It wasn’t only in the classroom that I was struggling to make sense of where I found myself. I also remember having three principals within the span of the first three months. I remember students missing school for months on end for reasons utterly foreign to me, like maternity leave and gunshot wounds. I remember thinking of Hollandale as the place time left behind, like it was being mocked by its own motto. Here, my degree didn’t matter. Here, I wrestled with the fact that my presence probably didn’t change much in the trajectory of students’ lives. Here, I was undoubtedly being schooled more than I was schooling.

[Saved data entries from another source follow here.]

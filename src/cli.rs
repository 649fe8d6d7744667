//! Command line options for the `ordtree` binary.

use clap::{ArgAction, Parser};

use crate::Order;

/// Insert, search, delete and walk integer keys in a binary search tree from an interactive menu
#[derive(Parser, Debug)]
#[command(name = "ordtree")]
#[command(author, version, about, long_about = None)]
pub struct Cli {
    /// Turn debugging information on (-d info, -dd debug, -ddd trace)
    #[arg(short, long, action = ArgAction::Count)]
    pub debug: u8,

    /// Keys inserted before the menu starts, in order
    #[arg(
        short,
        long,
        env = "ORDTREE_KEYS",
        value_delimiter = ',',
        allow_negative_numbers = true
    )]
    pub keys: Vec<i32>,

    /// Don't print the menu or prompts, only results
    #[arg(short, long)]
    pub quiet: bool,

    /// Print the final tree in this order (pre, in or post) when the session ends
    #[arg(long, value_name = "ORDER")]
    pub dump: Option<Order>,
}
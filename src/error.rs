//! Errors raised at the console boundary. The tree itself has none: every operation is defined
//! for every tree and every key.

use std::io;

use thiserror::Error;

use crate::exitcode;

/// Text that couldn't be turned into something the menu understands. These are reported back
/// to the user and the prompt is shown again.
#[derive(Error, Debug, Clone, PartialEq, Eq)]
pub enum InputError {
    /// The selector or key wasn't an `i32`.
    #[error("Invalid input: {0:?} is not an integer.")]
    NotAnInteger(String),

    /// The name didn't match any traversal order.
    #[error("unknown traversal order {0:?} (expected pre, in or post)")]
    UnknownOrder(String),
}

/// Failures that end a menu session.
#[derive(Error, Debug)]
pub enum MenuError {
    /// Reading from or writing to the console failed.
    #[error("console I/O failed: {0}")]
    Io(#[from] io::Error),
}

/// Result type for menu operations.
pub type MenuResult<T> = Result<T, MenuError>;

impl MenuError {
    /// The process exit code to report for this error.
    pub fn exit_code(&self) -> i32 {
        match self {
            MenuError::Io(_) => exitcode::IOERR,
        }
    }
}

I applied to medical school in the summer between the two years of my commitment, then returned to Hollandale, holding my breath for a repeat of year one. But everyone who has ever taught for more than a year at the same school will know the significance of simply returning; nothing may have changed, but everything feels different. Communities like Hollandale see turnover so often that simply coming back is noteworthy; it buys credibility and investment from students that, otherwise, you have no business asking for. This, and the fact that I had stable and supportive leadership this time around in the form of Dr. Randy Grierson (now principal of newly integrated Cleveland Central High in Cleveland, MS), made the second year an altogether different experience. My personal and professional communities expanded, and I connected, to Hollandale and to the Delta at large, in a way only time can do. Suffice it to say, an offer from NY Medical College wasn’t as easy to accept as I’d imagined.

 

Ultimately, I did accept. The next fall, I returned to the Northeast for med school, armed with much of what Mississippi taught me and with new interests in rural medicine and adolescent medicine…but I missed Hollandale as soon as I left it. I spent my clinical rotation years in school districts, behavioral health centers, child abuse clinics, detention centers, and developmental clinics, looking for issues and places that were similar to what I’d felt were Hollandale’s needs. I began to feel acutely the difference between seeing and working with kids regularly rather than in crisis, and had an inkling I wasn’t done with public education. By my last year of med school, I was sure I wouldn’t apply directly for residency after graduating. Instead, I deferred and looked for teaching jobs in Title I districts closer to home in New Jersey. I currently work at a charter school in Newark, among a similar population.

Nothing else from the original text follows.